Momenti a volte straordinari, come l'incontro commovente con Rowan Williams, ex-primate della chiesa anglicana, di cui parla Marco; oppure dolorosi, come la vicenda di Tommaso, ferito dal dramma di una separazione e costretto a vivere fuori casa, ospitato da amici che lo accompagnano come un fratello.

Per lo più si tratta di circostanze banali, quotidiane, normali, come tutte quelle degli uomini chiamati a vivere in questo caotico inizio millennio, dove i cristiani sono diventati minoranza.

E venerdì sera Carrón inizia il dialogo proprio guardando e approfondendo la natura di queste circostanze storiche: sterili se si dà credito alla propria scarsa immaginazione, influenzata dal sensazionalismo del mondo o inchiodata a un'immagine del passato.

La domanda chiave, ripete don Julián, è quella di Natanaele («Da Nazareth può mai venire qualcosa di buono?»), un interrogativo che si fa ancora più drammatico in un mondo in rapido cambiamento, dove già la tempesta incombe, nel Nord Europa secolarizzato forse più che altrove. Al posto di Nazareth ci sono i luoghi e le circostanze in cui viviamo, le persone che ci stanno attorno, ma la sfida è la stessa.

E anche il metodo di Dio non cambia: ai dubbi e alle difficoltà, Carrón risponde mettendo a nudo la sua esperienza, di guida del movimento in un momento storico così travagliato, e della sua scoperta sofferta che tutto è dato per la propria maturazione. La stessa scoperta che fu anche di Oscar Wilde, prigioniero a poche miglia di distanza dal golf resort, raccontata nella sua Ballata del carcere di Reading che è stata presentata nella serata di sabato.

Di fronte a tutte le incertezze, Carrón è radicale: «Bisogna verificare il cristianesimo nel mondo di oggi, in questo contesto particolare. Bisogna guardare in faccia i propri dubbi e incertezze altrimenti rimangono senza soluzione. Ma tutti i dubbi non possono impedire a Cristo di riaccadere, come vediamo nelle esperienze raccontate in questi giorni».

Il mistero dell'Incarnazione riaccade, infatti, ogni giorno. Lo stesso evento, in una forma diversa. Come si dice nell'omelia di domenica: «La luce del Natale splendette nella povertà di una mangiatoia, e ora splende nelle piccole cose della nostra vita, quelle che non fanno notizia, ma cambiano la nostra vita e dunque il mondo».

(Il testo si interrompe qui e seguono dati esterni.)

#[cfg(test)]
mod tests {
    use super::*;
    use crate::race::Entrant;
    use crate::scoring::engine::BandTables;

    fn default_tables() -> BandTables {
        BandTables::default()
    }

    fn jockey_roster() -> Roster {
        Roster::new(["frankie dettori", "dettori", "ryan moore", "moore"])
    }

    fn stats(win_percentage: f64, sample_size: u32) -> ConnectionStats {
        ConnectionStats {
            win_percentage: Some(win_percentage),
            sample_size,
        }
    }

    #[test]
    fn test_rating_score() {
        assert!((rating_score(Some(96.0), 12.0) - 8.0).abs() < 1e-9);
        assert_eq!(rating_score(Some(150.0), 12.0), 10.0);
        assert_eq!(rating_score(Some(0.0), 12.0), 0.0);
        assert_eq!(rating_score(None, 12.0), NEUTRAL_SCORE);
        assert_eq!(rating_score(Some(90.0), 0.0), NEUTRAL_SCORE);
    }

    #[test]
    fn test_form_score_weighted_by_recency() {
        // 10*1.0 + 8*0.7 + 6*0.5 = 18.6, clamped
        assert_eq!(form_score(&FormFeatures::parse("123")), 10.0);
        // 4*1.0 + 2*0.7 + 0 + 0 + 0 = 5.4
        assert!((form_score(&FormFeatures::parse("45678")) - 5.4).abs() < 1e-9);
        // most recent run counts most
        let improving = form_score(&FormFeatures::parse("5999"));
        let declining = form_score(&FormFeatures::parse("9995"));
        assert!(improving > declining);
    }

    #[test]
    fn test_form_score_short_history_is_neutral() {
        assert_eq!(form_score(&FormFeatures::parse("1")), NEUTRAL_SCORE);
        assert_eq!(form_score(&FormFeatures::empty()), NEUTRAL_SCORE);
    }

    #[test]
    fn test_form_score_no_finishes() {
        assert_eq!(form_score(&FormFeatures::parse("---0P")), 0.0);
    }

    #[test]
    fn test_weight_score_bands() {
        let bands = default_tables().weight;
        assert_eq!(weight_score(Some(118), &bands), 10.0);
        assert_eq!(weight_score(Some(124), &bands), 9.0);
        assert_eq!(weight_score(Some(128), &bands), 10.0);
        assert_eq!(weight_score(Some(138), &bands), 9.0);
        assert_eq!(weight_score(Some(150), &bands), 8.0);
        assert_eq!(weight_score(None, &bands), NEUTRAL_SCORE);
    }

    #[test]
    fn test_draw_score_favours_middle() {
        let bands = default_tables().draw;
        assert_eq!(draw_score(Some(5), &bands), 8.0);
        assert_eq!(draw_score(Some(1), &bands), 6.0);
        assert_eq!(draw_score(Some(10), &bands), 7.0);
        assert_eq!(draw_score(Some(14), &bands), 6.0);
        assert_eq!(draw_score(None, &bands), 7.0);
    }

    #[test]
    fn test_age_score_peak_ages() {
        let bands = default_tables().age;
        assert_eq!(age_score(Some(5), &bands), 10.0);
        assert_eq!(age_score(Some(3), &bands), 6.0);
        assert_eq!(age_score(Some(7), &bands), 6.0);
        assert_eq!(age_score(Some(9), &bands), NEUTRAL_SCORE);
        assert_eq!(age_score(None, &bands), NEUTRAL_SCORE);
    }

    #[test]
    fn test_odds_score_shorter_is_higher() {
        let bands = default_tables().odds;
        assert_eq!(odds_score(Some(2.0), &bands), 10.0);
        assert_eq!(odds_score(Some(3.0), &bands), 8.0);
        assert_eq!(odds_score(Some(5.0), &bands), 6.0);
        assert_eq!(odds_score(Some(9.0), &bands), 4.0);
        assert_eq!(odds_score(Some(17.0), &bands), 2.0);
        assert_eq!(odds_score(Some(51.0), &bands), 1.0);
        assert_eq!(odds_score(None, &bands), NEUTRAL_SCORE);
    }

    #[test]
    fn test_jockey_elite_roster_case_insensitive() {
        let roster = jockey_roster();
        assert_eq!(jockey_score(Some("Frankie DETTORI"), None, &roster), 8.0);
        assert_eq!(jockey_score(Some("R Moore"), None, &roster), 8.0);
    }

    #[test]
    fn test_jockey_name_heuristic() {
        let roster = jockey_roster();
        assert_eq!(jockey_score(Some("Billy Loughnane"), None, &roster), 6.0);
        assert_eq!(jockey_score(Some("billy loughnane"), None, &roster), NEUTRAL_SCORE);
        assert_eq!(jockey_score(Some("J Fox"), None, &roster), NEUTRAL_SCORE);
        assert_eq!(jockey_score(None, None, &roster), NEUTRAL_SCORE);
    }

    #[test]
    fn test_jockey_stats_raise_score() {
        let roster = jockey_roster();
        let without = jockey_score(Some("A Smith"), None, &roster);
        let with = jockey_score(Some("A Smith"), Some(&stats(25.0, 600)), &roster);
        assert!(with > without);
        assert_eq!(with, 8.5);
    }

    #[test]
    fn test_jockey_poor_strike_rate_penalised() {
        let roster = jockey_roster();
        let score = jockey_score(Some("A Smith"), Some(&stats(2.0, 20)), &roster);
        assert_eq!(score, 5.0);
    }

    #[test]
    fn test_jockey_stats_clamped() {
        let roster = jockey_roster();
        let score = jockey_score(Some("Ryan Moore"), Some(&stats(40.0, 2000)), &roster);
        assert_eq!(score, 10.0);
    }

    #[test]
    fn test_stats_without_win_rate_keep_base() {
        let roster = jockey_roster();
        let partial = ConnectionStats {
            win_percentage: None,
            sample_size: 900,
        };
        assert_eq!(jockey_score(Some("A Smith"), Some(&partial), &roster), 6.0);
    }

    #[test]
    fn test_trainer_score() {
        let roster = Roster::new(["john gosden", "gosden"]);
        assert_eq!(trainer_score(Some("J Gosden"), None, &roster), 7.0);
        assert_eq!(trainer_score(Some("mick appleby"), None, &roster), 6.0);
        assert_eq!(trainer_score(Some("Bo"), None, &roster), NEUTRAL_SCORE);
        // 6 + 1.0 (20%) + 0.3 (500 runs)
        let score = trainer_score(Some("Karl Burke"), Some(&stats(20.0, 500)), &roster);
        assert!((score - 7.3).abs() < 1e-9);
    }

    #[test]
    fn test_momentum_score() {
        // improving "123": +3 trend, +1 win, +1 placings
        assert_eq!(momentum_score(&FormFeatures::parse("123")), 10.0);
        // "11234": flat, 2 wins (+3), 3 placings (+1)
        assert_eq!(momentum_score(&FormFeatures::parse("11234")), 9.0);
        // "31242": flat, 1 win (+1), 3 placings (+1)
        assert_eq!(momentum_score(&FormFeatures::parse("31242")), 7.0);
        // "987": worsening -2
        assert_eq!(momentum_score(&FormFeatures::parse("987")), 3.0);
        assert_eq!(momentum_score(&FormFeatures::parse("1")), NEUTRAL_SCORE);
    }

    fn context_of(entrant: &Entrant) -> f64 {
        context_score(&EntrantFeatures::extract(entrant, 1))
    }

    #[test]
    fn test_context_score() {
        let bare = Entrant::new("Bare");
        assert_eq!(context_of(&bare), NEUTRAL_SCORE);

        let low_rated = Entrant {
            official_rating: Some("65".to_string()),
            weight: Some("9-2".to_string()),
            ..Entrant::new("Low Rated")
        };
        assert_eq!(context_of(&low_rated), 6.0);

        // no readable weight, no low-rating bonus
        let unweighted = Entrant {
            weight: Some("heavy".to_string()),
            ..low_rated.clone()
        };
        assert_eq!(context_of(&unweighted), NEUTRAL_SCORE);

        let well_rated = Entrant {
            official_rating: Some("80".to_string()),
            ..low_rated.clone()
        };
        assert_eq!(context_of(&well_rated), NEUTRAL_SCORE);

        let recent_second = Entrant {
            form: Some("3214".to_string()),
            ..Entrant::new("Recent Second")
        };
        assert_eq!(context_of(&recent_second), 7.0);
        let no_recent_top_two = Entrant {
            form: Some("3514".to_string()),
            ..Entrant::new("Plodder")
        };
        assert_eq!(context_of(&no_recent_top_two), NEUTRAL_SCORE);

        let jockey_only = Entrant {
            jockey: Some("A Smith".to_string()),
            ..Entrant::new("Jockey Only")
        };
        assert_eq!(context_of(&jockey_only), 5.5);

        let everything = Entrant {
            jockey: Some("A Smith".to_string()),
            trainer: Some("B Jones".to_string()),
            form: Some("1234".to_string()),
            ..low_rated
        };
        let score = context_of(&everything);
        assert_eq!(score, 9.0);
        assert!(score <= MAX_SCORE);
    }

    #[test]
    fn test_value_score() {
        // rating score 8 -> 80%, evens -> 50%: edge 30
        assert_eq!(value_score(Some(2.0), 8.0), 9.0);
        // 60% vs 50%: edge 10, not above 10
        assert_eq!(value_score(Some(2.0), 6.0), 6.0);
        // 40% vs 50%
        assert_eq!(value_score(Some(2.0), 4.0), 4.0);
        // 10% vs 66.7%
        assert_eq!(value_score(Some(1.5), 1.0), 2.0);
        assert_eq!(value_score(None, 8.0), NEUTRAL_SCORE);
    }

    #[test]
    fn test_roster_ignores_blank_fragments() {
        let roster = Roster::new(["", "  ", "Moore"]);
        assert_eq!(roster.len(), 1);
        assert!(roster.matches("ryan moore"));
        assert!(!Roster::default().matches("anyone"));
    }

    #[test]
    fn test_component_scores_iter_covers_all_factors() {
        let scores = ComponentScores::uniform(4.0);
        assert_eq!(scores.iter().count(), 11);
        assert!(scores.iter().all(|(_, s)| s == 4.0));
        assert_eq!(scores.first_non_finite(), None);

        let mut broken = scores;
        broken.value = f64::NAN;
        assert_eq!(broken.first_non_finite(), Some(Factor::Value));
    }
}
//! Engine errors

use thiserror::Error;

#[derive(Debug, Clone, PartialEq, Error)]
pub enum AnalysisError {
    /// The batch was empty, or every entrant was dropped
    #[error("No valid entrants to analyse")]
    NoValidEntrants,

    /// Arithmetic produced NaN or infinity for one entrant
    #[error("Non-finite {component} score for '{name}'")]
    NonFiniteScore { name: String, component: String },
}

Ed è proprio questa Luce tra le piccole cose della vita la vera protagonista del weekend, a cui Carrón invita a guardare. Alessandra, poco a poco, comincia a guardare a quell'ora in treno verso Telford come a un'opportunità. Così comincia ad essere se stessa, partendo dal suo bisogno e dall'ipotesi di bene che ha incontrato: i colleghi notano questa differenza e nasce con loro un'amicizia imprevista, che stupisce innanzitutto lei, per la curiosità e insistenza con cui la riempiono di domande sulla sua strana vita nel movimento.
Oppure Massimo, in Irlanda da tanti anni, che ha una reazione aggressiva alle critiche dei manager della banca per cui lavora. Gli rimproverano lo stile paternalista e troppo fissato sui dettagli. Eppure lui, all'improvviso, si ricorda dell'invito di papa Francesco a non costruire i muri e comincia a chiedersi come e dove Cristo possa accadere in una circostanza apparentemente ostile. Come riparte? «Innanzitutto ascoltando ciò che mi veniva detto».

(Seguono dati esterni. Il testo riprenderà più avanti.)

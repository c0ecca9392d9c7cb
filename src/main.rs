use anyhow::{Context, Result};
use clap::{Parser, Subcommand, ValueEnum};
use std::path::{Path, PathBuf};
use std::time::Instant;
use tracing::{debug, Level};
use tracing_subscriber::FmtSubscriber;

use race_ranker::race::{RaceCard, RaceInput};
use race_ranker::RaceAnalyzer;

// Exit codes
const EXIT_SUCCESS: i32 = 0;
const EXIT_CONFIG: i32 = 4;
const EXIT_INPUT: i32 = 5;
const EXIT_ANALYSIS: i32 = 6;

#[derive(ValueEnum, Clone, Copy, Debug, Default)]
enum OutputFormat {
    /// Ranked table with summary
    #[default]
    Table,
    /// Tab-separated values, no headers
    Tsv,
    /// Full analysis as JSON
    Json,
}

#[derive(Subcommand, Debug)]
enum Commands {
    /// Rank the entrants of a race card
    Analyze {
        /// Race card file (JSON, or YAML with a .yaml/.yml extension)
        file: PathBuf,

        #[arg(short, long, value_enum, default_value_t = OutputFormat::Table)]
        format: OutputFormat,

        /// Show the per-factor breakdown of every entrant
        #[arg(short, long)]
        detail: bool,
    },
    /// Print the effective configuration as YAML
    Config,
}

#[derive(Parser, Debug)]
#[command(name = "race-ranker")]
#[command(about = "Multi-factor comparative ranking of race entrants", long_about = None)]
#[command(version)]
struct Cli {
    /// Enable verbose logging
    #[arg(short, long, global = true)]
    verbose: bool,

    /// Path to config file (defaults to ~/.config/race-ranker/config.yaml)
    #[arg(short, long, global = true)]
    config: Option<PathBuf>,

    #[command(subcommand)]
    command: Commands,
}

fn init_logging(verbose: bool) {
    let level = if verbose { Level::DEBUG } else { Level::WARN };
    let subscriber = FmtSubscriber::builder()
        .with_max_level(level)
        .with_writer(std::io::stderr)
        .with_target(false)
        .finish();
    if let Err(e) = tracing::subscriber::set_global_default(subscriber) {
        eprintln!("Failed to set up logging: {}", e);
    }
}

/// Read a race card, choosing the parser by file extension
fn read_card(path: &Path) -> Result<RaceCard> {
    let content = std::fs::read_to_string(path)
        .with_context(|| format!("Failed to read race card at {}", path.display()))?;

    let is_yaml = path
        .extension()
        .and_then(|e| e.to_str())
        .is_some_and(|e| e.eq_ignore_ascii_case("yaml") || e.eq_ignore_ascii_case("yml"));

    let input: RaceInput = if is_yaml {
        serde_saphyr::from_str(&content)
            .with_context(|| format!("Failed to parse race card: invalid YAML in {}", path.display()))?
    } else {
        serde_json::from_str(&content)
            .with_context(|| format!("Failed to parse race card: invalid JSON in {}", path.display()))?
    };
    Ok(input.into())
}

fn main() {
    let cli = Cli::parse();
    init_logging(cli.verbose);
    let start_time = Instant::now();

    // Load config
    let config = match race_ranker::config::load_config(cli.config) {
        Ok(c) => c,
        Err(e) => {
            eprintln!("Config error: {:#}", e);
            std::process::exit(EXIT_CONFIG);
        }
    };

    // Validate config at startup
    if let Err(errors) = race_ranker::config::validate_config(&config) {
        eprintln!("Config errors:");
        for error in errors {
            eprintln!("  - {}", error);
        }
        std::process::exit(EXIT_CONFIG);
    }

    match cli.command {
        Commands::Config => match serde_saphyr::to_string(&config.effective()) {
            Ok(yaml) => print!("{}", yaml),
            Err(e) => {
                eprintln!("Failed to render config: {}", e);
                std::process::exit(EXIT_CONFIG);
            }
        },
        Commands::Analyze {
            file,
            format,
            detail,
        } => {
            let analyzer =
                match RaceAnalyzer::new(&config.effective_scoring(), &config.effective_ranking()) {
                    Ok(a) => a,
                    Err(e) => {
                        eprintln!("Config error: {:#}", e);
                        std::process::exit(EXIT_CONFIG);
                    }
                };

            let card = match read_card(&file) {
                Ok(c) => c,
                Err(e) => {
                    eprintln!("Input error: {:#}", e);
                    std::process::exit(EXIT_INPUT);
                }
            };
            debug!("Read {} entrants from {}", card.entrants.len(), file.display());

            let analysis = match analyzer.analyze_card(card) {
                Ok(a) => a,
                Err(e) => {
                    eprintln!("Analysis error: {}", e);
                    std::process::exit(EXIT_ANALYSIS);
                }
            };

            let use_colors = race_ranker::output::should_use_colors();
            match format {
                OutputFormat::Table => {
                    println!(
                        "{}",
                        race_ranker::output::format_summary(&analysis, use_colors)
                    );
                    println!();
                    println!(
                        "{}",
                        race_ranker::output::format_ranked_table(&analysis.entrants, use_colors)
                    );
                    if detail {
                        for ranked in &analysis.entrants {
                            println!();
                            println!(
                                "{}",
                                race_ranker::output::format_entrant_detail(ranked, use_colors)
                            );
                        }
                    }
                }
                OutputFormat::Tsv => {
                    println!("{}", race_ranker::output::format_tsv(&analysis.entrants));
                }
                OutputFormat::Json => match race_ranker::output::format_json(&analysis) {
                    Ok(json) => println!("{}", json),
                    Err(e) => {
                        eprintln!("Output error: {:#}", e);
                        std::process::exit(EXIT_ANALYSIS);
                    }
                },
            }

            debug!(
                "Analysed {} entrants in {:?}",
                analysis.entrants.len(),
                start_time.elapsed()
            );
        }
    }

    std::process::exit(EXIT_SUCCESS);
}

È lo stesso cammino di Davide, Rudi, Francesca, Michele e di tanti altri che vivono isolati in giro per il Regno Unito; la stessa dinamica, ma sempre diversa, incarnata nell'attimo di storia in cui uno è chiamato a vivere: l'adesione all'ipotesi positiva incontrata e ravvivata dalla sequela al movimento li ha resi protesi a intercettare l'azione di Dio nella propria storia, e a sorprendere in sé una letizia e intelligenza diversa.

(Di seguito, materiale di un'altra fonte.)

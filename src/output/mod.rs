pub mod formatter;

pub use formatter::{
    format_entrant_detail, format_json, format_ranked_table, format_score, format_summary,
    format_tsv, should_use_colors,
};
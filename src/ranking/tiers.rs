use serde::Serialize;
use std::fmt;

/// Performance band within one race, from the observed score range.
#[derive(Debug, Clone, Copy, PartialEq, Eq, PartialOrd, Ord, Hash, Serialize)]
pub enum Tier {
    Elite,
    Good,
    Average,
    Weak,
}

impl Tier {
    pub const ALL: [Tier; 4] = [Tier::Elite, Tier::Good, Tier::Average, Tier::Weak];

    pub fn label(self) -> &'static str {
        match self {
            Tier::Elite => "Elite",
            Tier::Good => "Good",
            Tier::Average => "Average",
            Tier::Weak => "Weak",
        }
    }
}

impl fmt::Display for Tier {
    fn fmt(&self, f: &mut fmt::Formatter<'_>) -> fmt::Result {
        f.write_str(self.label())
    }
}

/// Quartile cut-offs of the adjusted-score range `[min, max]`.
#[derive(Debug, Clone, Copy, PartialEq)]
pub struct TierThresholds {
    pub elite: f64,
    pub good: f64,
    pub average: f64,
    degenerate: bool,
}

impl TierThresholds {
    pub fn from_range(min: f64, max: f64) -> Self {
        let range = max - min;
        Self {
            elite: max - 0.25 * range,
            good: max - 0.5 * range,
            average: max - 0.75 * range,
            degenerate: range <= 0.0,
        }
    }

    pub fn from_scores(scores: &[f64]) -> Self {
        let max = scores.iter().copied().fold(f64::NEG_INFINITY, f64::max);
        let min = scores.iter().copied().fold(f64::INFINITY, f64::min);
        if scores.is_empty() {
            return Self::from_range(0.0, 0.0);
        }
        Self::from_range(min, max)
    }

    pub fn classify(&self, score: f64) -> Tier {
        if self.degenerate || score >= self.elite {
            Tier::Elite
        } else if score >= self.good {
            Tier::Good
        } else if score >= self.average {
            Tier::Average
        } else {
            Tier::Weak
        }
    }
}

/// Share of the field at or below this rank, 0-100. `rank` is 1-based.
pub fn percentile(rank: usize, field_size: usize) -> f64 {
    if field_size == 0 {
        return 0.0;
    }
    (field_size + 1 - rank.clamp(1, field_size)) as f64 / field_size as f64 * 100.0
}

#[cfg(test)]
mod tests {
    use super::*;

    #[test]
    fn test_quartile_tiers() {
        let thresholds = TierThresholds::from_range(2.0, 10.0);
        assert_eq!(thresholds.classify(10.0), Tier::Elite);
        assert_eq!(thresholds.classify(8.0), Tier::Elite);
        assert_eq!(thresholds.classify(7.9), Tier::Good);
        assert_eq!(thresholds.classify(6.0), Tier::Good);
        assert_eq!(thresholds.classify(4.0), Tier::Average);
        assert_eq!(thresholds.classify(3.9), Tier::Weak);
        assert_eq!(thresholds.classify(2.0), Tier::Weak);
    }

    #[test]
    fn test_equal_scores_all_elite() {
        let thresholds = TierThresholds::from_scores(&[6.2, 6.2, 6.2]);
        assert_eq!(thresholds.classify(6.2), Tier::Elite);
    }

    #[test]
    fn test_single_score_elite() {
        let thresholds = TierThresholds::from_scores(&[3.0]);
        assert_eq!(thresholds.classify(3.0), Tier::Elite);
    }

    #[test]
    fn test_percentiles_for_ten_runners() {
        let percentiles: Vec<f64> = (1..=10).map(|rank| percentile(rank, 10)).collect();
        assert_eq!(percentiles[0], 100.0);
        assert_eq!(percentiles[9], 10.0);
        assert!(percentiles.windows(2).all(|w| w[0] > w[1]));
    }

    #[test]
    fn test_percentile_edge_cases() {
        assert_eq!(percentile(1, 1), 100.0);
        assert_eq!(percentile(1, 0), 0.0);
        assert_eq!(percentile(3, 4), 50.0);
    }

    #[test]
    fn test_tier_ordering() {
        assert!(Tier::Elite < Tier::Weak);
        assert_eq!(Tier::ALL.len(), 4);
        assert_eq!(Tier::Average.to_string(), "Average");
    }
}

Lo stesso cammino di Tommaso, la cui separazione dalla moglie si rivela essere strada preziosa per una crescita umana e una posizione di verginità che per lui è fonte di pace. «Dove hai potuto vedere che questo è possibile?», lo incalza Carrón: «Perché hai visto gente chiamata alle verginità la cui vita fiorisce. La cui vita non è una rassegnazione o un accontentarsi con qualcosa di meno».

Guardare, ripete Carrón, è infatti il verbo cristiano per eccellenza: come dice Marco raccontando della sua preghiera comune con Rowan Williams, arcivescovo anglicano, per l'unità della Chiesa: «Non c'era nulla da fare in quel momento, se non guardare e godere di una Presenza, che mi riempiva di gioia e certezza».